Oberösterreichs Agenturszene setzt auf Vernetzung und kreative Konzepte. Zukünftigen Herausforderungen möchte man mit Flexibilität und Innovationen begegnen.
Wenn nationale wie internationale Werbepreise vergeben werden, sind Agenturen aus einem österreichischen Bundesland mit großer Wahrscheinlichkeit immer unter den Gewinnern – jene aus Oberösterreich. Denn in dem Bundesland hat sich in den vergangenen Jahren eine starke und lebendige Agenturszene etabliert. Branchengrenzen werden dabei gerne überschritten und die oberösterreichischen Kreativen setzen auf klassische Kommunikation via Print oder Außenwerbung ebenso wie auf digitale Kommunikation im Internet oder am POS.

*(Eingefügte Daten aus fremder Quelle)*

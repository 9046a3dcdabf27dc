//! Sites command implementation.

use std::io::Write;

use af_sdk::{DeploymentStatus, SitesApi};
use tracing::info;

use crate::cli::SitesCommands;
use crate::error::CliError;
use crate::output::{OutputFormat, WaitReport, status_label};
use crate::poll::PollPolicy;
use crate::wait::wait_for_deployment_result;

/// Handler for `sites` subcommands.
#[derive(Debug)]
pub struct SitesCommand<'a, S> {
    sites: &'a S,
    policy: PollPolicy,
}

impl<'a, S: SitesApi> SitesCommand<'a, S> {
    /// Creates a new sites command handler.
    #[must_use]
    pub const fn new(sites: &'a S) -> Self {
        Self {
            sites,
            policy: PollPolicy::DEPLOYMENT,
        }
    }

    /// Polling budget for waits.
    #[must_use]
    pub const fn with_policy(mut self, policy: PollPolicy) -> Self {
        self.policy = policy;
        self
    }

    /// Executes the sites subcommand.
    ///
    /// # Errors
    ///
    /// Returns error if a lookup fails or the release failed.
    pub async fn execute<W: Write>(
        &self,
        out: &mut W,
        format: &OutputFormat,
        command: &SitesCommands,
    ) -> Result<(), CliError> {
        let SitesCommands::Wait { deployment_id } = command;
        info!(deployment_id, "waiting for deployment");

        let report = match wait_for_deployment_result(self.sites, deployment_id, self.policy).await? {
            Some(DeploymentStatus::ReleaseCompleted) => WaitReport::settled(
                "deployment",
                deployment_id,
                status_label(&DeploymentStatus::ReleaseCompleted),
            ),
            Some(status) => {
                return Err(CliError::Command(format!(
                    "deployment {deployment_id} failed ({})",
                    status_label(&status)
                )));
            }
            None => WaitReport::pending("deployment", deployment_id),
        };

        format.write(out, &report)
    }
}

#[cfg(test)]
mod tests {
    use super::*;
    use crate::cli::Format;
    use af_sdk::{PersonalAccessTokenService, SdkClient, SdkOptions};
    use httpmock::prelude::*;
    use serde_json::json;
    use std::time::Duration;

    fn wait(id: &str) -> SitesCommands {
        SitesCommands::Wait {
            deployment_id: id.into(),
        }
    }

    async fn sdk_with_status(server: &MockServer, status: &'static str) -> SdkClient {
        server
            .mock_async(move |when, then| {
                when.method(POST).path("/graphql").body_includes("deployment(where");
                then.status(200).json_body(json!({
                    "data": { "deployment": { "id": "dep_1", "status": status, "cid": "bafy" } }
                }));
            })
            .await;
        SdkClient::new(
            SdkOptions::new(server.url("/graphql")),
            PersonalAccessTokenService::new("pat_123", None),
        )
        .expect("client")
    }

    #[tokio::test]
    async fn completed_release_is_reported_as_json() {
        let server = MockServer::start_async().await;
        let sdk = sdk_with_status(&server, "RELEASE_COMPLETED").await;
        let sites = sdk.sites();

        let mut out = Vec::new();
        SitesCommand::new(&sites)
            .with_policy(PollPolicy::new(Duration::from_millis(1), 2))
            .execute(&mut out, &OutputFormat::new(Format::Json), &wait("dep_1"))
            .await
            .expect("wait");

        let printed = String::from_utf8(out).expect("utf8");
        assert!(printed.contains("\"status\": \"RELEASE_COMPLETED\""));
        assert!(printed.contains("\"settled\": true"));
    }

    #[tokio::test]
    async fn failed_release_is_an_error() {
        let server = MockServer::start_async().await;
        let sdk = sdk_with_status(&server, "RELEASE_FAILED").await;
        let sites = sdk.sites();

        let err = SitesCommand::new(&sites)
            .with_policy(PollPolicy::new(Duration::from_millis(1), 2))
            .execute(&mut Vec::new(), &OutputFormat::default(), &wait("dep_1"))
            .await
            .expect_err("release failed");
        assert_eq!(err.to_string(), "command error: deployment dep_1 failed (RELEASE_FAILED)");
    }

    #[tokio::test]
    async fn build_still_running_is_pending() {
        let server = MockServer::start_async().await;
        let sdk = sdk_with_status(&server, "BUILD_IN_PROGRESS").await;
        let sites = sdk.sites();

        let mut out = Vec::new();
        SitesCommand::new(&sites)
            .with_policy(PollPolicy::new(Duration::from_millis(1), 2))
            .execute(&mut out, &OutputFormat::default(), &wait("dep_1"))
            .await
            .expect("pending");
        assert!(String::from_utf8(out).expect("utf8").contains("still pending, check later"));
    }
}
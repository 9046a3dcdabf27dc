//! Output formatting for CLI commands.
//!
//! Supports table (human-readable) and JSON output formats.

use std::io::Write;

use af_sdk::User;
use serde::Serialize;

use crate::cli::Format;
use crate::error::CliError;

/// Output formatter that handles both table and JSON output.
#[derive(Debug, Clone)]
pub struct OutputFormat {
    format: Format,
}

impl OutputFormat {
    /// Create a new output formatter.
    #[must_use]
    pub const fn new(format: Format) -> Self {
        Self { format }
    }

    /// Get the current format.
    #[must_use]
    pub const fn format(&self) -> Format {
        self.format
    }

    /// Check if JSON format is selected.
    #[must_use]
    pub const fn is_json(&self) -> bool {
        matches!(self.format, Format::Json)
    }

    /// Write a serializable value to the output.
    ///
    /// # Errors
    ///
    /// Returns an error if serialization or writing fails.
    pub fn write<W, T>(&self, writer: &mut W, value: &T) -> Result<(), CliError>
    where
        W: Write,
        T: Serialize + TableDisplay,
    {
        match self.format {
            Format::Json => {
                serde_json::to_writer_pretty(&mut *writer, value)
                    .map_err(|e| CliError::Format(format!("JSON serialization failed: {e}")))?;
                writeln!(writer)?;
            }
            Format::Table => {
                value.write_table(writer)?;
            }
        }
        Ok(())
    }

    /// Write a serializable value to a string.
    ///
    /// # Errors
    ///
    /// Returns an error if serialization fails.
    pub fn to_string<T>(&self, value: &T) -> Result<String, CliError>
    where
        T: Serialize + TableDisplay,
    {
        let mut buf = Vec::new();
        self.write(&mut buf, value)?;
        String::from_utf8(buf).map_err(|e| CliError::Format(format!("UTF-8 error: {e}")))
    }
}

impl Default for OutputFormat {
    fn default() -> Self {
        Self::new(Format::Table)
    }
}

/// Trait for types that can be displayed as a table.
pub trait TableDisplay {
    /// Write the value as a human-readable table.
    ///
    /// # Errors
    ///
    /// Returns an error if writing fails.
    fn write_table<W: Write>(&self, writer: &mut W) -> Result<(), CliError>;
}

/// Result of `login` / `logout`.
#[derive(Debug, Clone, Serialize)]
pub struct AuthResponse {
    /// Whether the operation succeeded.
    pub success: bool,
    /// Human-readable message.
    pub message: String,
    /// Email address used for an email login.
    #[serde(skip_serializing_if = "Option::is_none")]
    pub email: Option<String>,
}

impl TableDisplay for AuthResponse {
    fn write_table<W: Write>(&self, writer: &mut W) -> Result<(), CliError> {
        let mark = if self.success { "✓" } else { "✗" };
        writeln!(writer, "{mark} {}", self.message)?;
        Ok(())
    }
}

/// The authenticated user.
#[derive(Debug, Clone, Serialize)]
#[serde(rename_all = "camelCase")]
pub struct UserInfo {
    /// User ID.
    pub id: String,
    /// Email address.
    pub email: Option<String>,
    /// Username.
    pub username: Option<String>,
    /// Linked wallet address.
    pub wallet_address: Option<String>,
    /// Creation timestamp.
    pub created_at: Option<String>,
    /// Last update timestamp.
    pub updated_at: Option<String>,
}

impl From<User> for UserInfo {
    fn from(user: User) -> Self {
        Self {
            id: user.id,
            email: user.email,
            username: user.username,
            wallet_address: user.wallet_address,
            created_at: user.created_at,
            updated_at: user.updated_at,
        }
    }
}

impl TableDisplay for UserInfo {
    fn write_table<W: Write>(&self, writer: &mut W) -> Result<(), CliError> {
        let show = |value: &Option<String>| value.clone().unwrap_or_else(|| "-".into());

        writeln!(writer, "User: {}", self.id)?;
        writeln!(writer, "══════════════════════════════════")?;
        writeln!(writer, "Email:            {}", show(&self.email))?;
        writeln!(writer, "Username:         {}", show(&self.username))?;
        writeln!(writer, "Wallet:           {}", show(&self.wallet_address))?;
        writeln!(writer, "Created:          {}", show(&self.created_at))?;
        writeln!(writer, "Updated:          {}", show(&self.updated_at))?;
        Ok(())
    }
}

/// A freshly created personal access token.
#[derive(Debug, Clone, Serialize)]
pub struct PatCreated {
    /// Token name.
    pub name: String,
    /// Token value. Shown once.
    pub token: String,
}

impl TableDisplay for PatCreated {
    fn write_table<W: Write>(&self, writer: &mut W) -> Result<(), CliError> {
        writeln!(writer, "✓ Personal access token '{}' created", self.name)?;
        writeln!(writer)?;
        writeln!(writer, "  {}", self.token)?;
        writeln!(writer)?;
        writeln!(writer, "Store it somewhere safe, it will not be shown again.")?;
        Ok(())
    }
}

/// Outcome of a `wait` command.
#[derive(Debug, Clone, Serialize)]
pub struct WaitReport {
    /// Resource kind, e.g. "domain".
    pub resource: String,
    /// Identifier that was waited on.
    pub id: String,
    /// Last terminal status, absent if the wait timed out.
    pub status: Option<String>,
    /// Whether the resource settled within the polling budget.
    pub settled: bool,
}

impl WaitReport {
    /// Report for a settled resource.
    #[must_use]
    pub fn settled(resource: &str, id: &str, status: String) -> Self {
        Self {
            resource: resource.into(),
            id: id.into(),
            status: Some(status),
            settled: true,
        }
    }

    /// Report for a deletion wait; `gone` is false if the resource outlived the budget.
    #[must_use]
    pub fn deletion(resource: &str, id: &str, gone: bool) -> Self {
        if gone {
            Self::settled(resource, id, "DELETED".into())
        } else {
            Self::pending(resource, id)
        }
    }

    /// Report for a wait that ran out of attempts.
    #[must_use]
    pub fn pending(resource: &str, id: &str) -> Self {
        Self {
            resource: resource.into(),
            id: id.into(),
            status: None,
            settled: false,
        }
    }
}

impl TableDisplay for WaitReport {
    fn write_table<W: Write>(&self, writer: &mut W) -> Result<(), CliError> {
        match &self.status {
            Some(status) if self.settled => {
                writeln!(writer, "✓ {} {}: {}", self.resource, truncate(&self.id, 48), status)?;
            }
            _ => {
                writeln!(
                    writer,
                    "⚠ {} {} is still pending, check later",
                    self.resource,
                    truncate(&self.id, 48)
                )?;
            }
        }
        Ok(())
    }
}

/// Wire name of a status enum, e.g. `CREATING_FAILED`.
#[must_use]
pub fn status_label<S: Serialize + std::fmt::Debug>(status: &S) -> String {
    match serde_json::to_value(status) {
        Ok(serde_json::Value::String(label)) => label,
        _ => format!("{status:?}"),
    }
}

fn truncate(s: &str, max_len: usize) -> String {
    if s.chars().count() <= max_len {
        s.to_string()
    } else if max_len > 3 {
        let kept: String = s.chars().take(max_len - 3).collect();
        format!("{kept}...")
    } else {
        s.chars().take(max_len).collect()
    }
}

#[cfg(test)]
mod tests {
    use super::*;
    use af_sdk::DomainStatus;

    fn user() -> UserInfo {
        UserInfo::from(User {
            id: "usr_1".into(),
            email: Some("user@example.com".into()),
            username: None,
            wallet_address: Some("0xabc".into()),
            created_at: Some("2025-01-01T00:00:00Z".into()),
            updated_at: None,
        })
    }

    #[test]
    fn output_format_default_is_table() {
        let fmt = OutputFormat::default();
        assert_eq!(fmt.format(), Format::Table);
        assert!(!fmt.is_json());
    }

    #[test]
    fn output_format_json() {
        let fmt = OutputFormat::new(Format::Json);
        assert_eq!(fmt.format(), Format::Json);
        assert!(fmt.is_json());
    }

    #[test]
    fn user_json_uses_camel_case() {
        let output = OutputFormat::new(Format::Json)
            .to_string(&user())
            .expect("should format");

        assert!(output.contains("\"walletAddress\": \"0xabc\""));
        assert!(output.contains("\"username\": null"));
    }

    #[test]
    fn user_table_fills_gaps() {
        let output = OutputFormat::default().to_string(&user()).expect("should format");

        assert!(output.contains("User: usr_1"));
        assert!(output.contains("user@example.com"));
        assert!(output.contains("Username:         -"));
    }

    #[test]
    fn auth_response_omits_missing_email() {
        let response = AuthResponse {
            success: true,
            message: "Logged out".into(),
            email: None,
        };
        let json = OutputFormat::new(Format::Json).to_string(&response).expect("json");
        assert!(!json.contains("email"));

        let table = OutputFormat::default().to_string(&response).expect("table");
        assert_eq!(table, "✓ Logged out\n");
    }

    #[test]
    fn pending_wait_report_says_check_later() {
        let output = OutputFormat::default()
            .to_string(&WaitReport::pending("domain", "www.example.com"))
            .expect("should format");
        assert!(output.contains("still pending, check later"));
    }

    #[test]
    fn settled_wait_report_shows_status() {
        let report = WaitReport::settled("domain", "www.example.com", status_label(&DomainStatus::Created));
        let output = OutputFormat::default().to_string(&report).expect("should format");
        assert_eq!(output, "✓ domain www.example.com: CREATED\n");
    }

    #[test]
    fn deletion_report_marks_gone_resources() {
        let report = WaitReport::deletion("zone", "zone_1", true);
        assert_eq!(report.status.as_deref(), Some("DELETED"));
        assert!(report.settled);
        assert!(!WaitReport::deletion("zone", "zone_1", false).settled);
    }

    #[test]
    fn status_label_uses_wire_name() {
        assert_eq!(status_label(&DomainStatus::CreatingFailed), "CREATING_FAILED");
    }

    #[test]
    fn truncate_short_string() {
        assert_eq!(truncate("hello", 10), "hello");
    }

    #[test]
    fn truncate_long_string() {
        assert_eq!(truncate("hello world", 8), "hello...");
    }

    #[test]
    fn truncate_multibyte() {
        assert_eq!(truncate("ééééééé", 5), "éé...");
    }
}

Vernetzung & Start-up Kultur
Mittlerweile haben die Agenturen erkannt, dass das Motto „gemeinsam stark“ auch in ihrer Branche Gültigkeit hat, und setzen zunehmend auf Kooperation, wie Silvia Lackner von der Agentur Die Jungen Wilden, sagt. „In keinem anderen Bundesland ist die Dichte an Werbe- und Kommunikationsagenturen so hoch wie in Oberösterreich. Das macht die oberösterreichische Werbebranche zu etwas Besonderem. Kund:innen steht somit eine vielfältige Auswahl an Werbeprofis zur Seite, die mit kreativen Konzepten überzeugen. Dabei vernetzen sich die Agenturen miteinander, um mit ihren unterschiedlichen Kernkompetenzen das beste Ergebnis für Kund:innen zu erzielen.“ In einer immer schneller werdenden Gesellschaft haben sich auch die Ansprüche der Kund:innen verändert, sagt die Kreative. Prozesse werden beschleunigt und das Budget für kreative Leistungen ist knapp.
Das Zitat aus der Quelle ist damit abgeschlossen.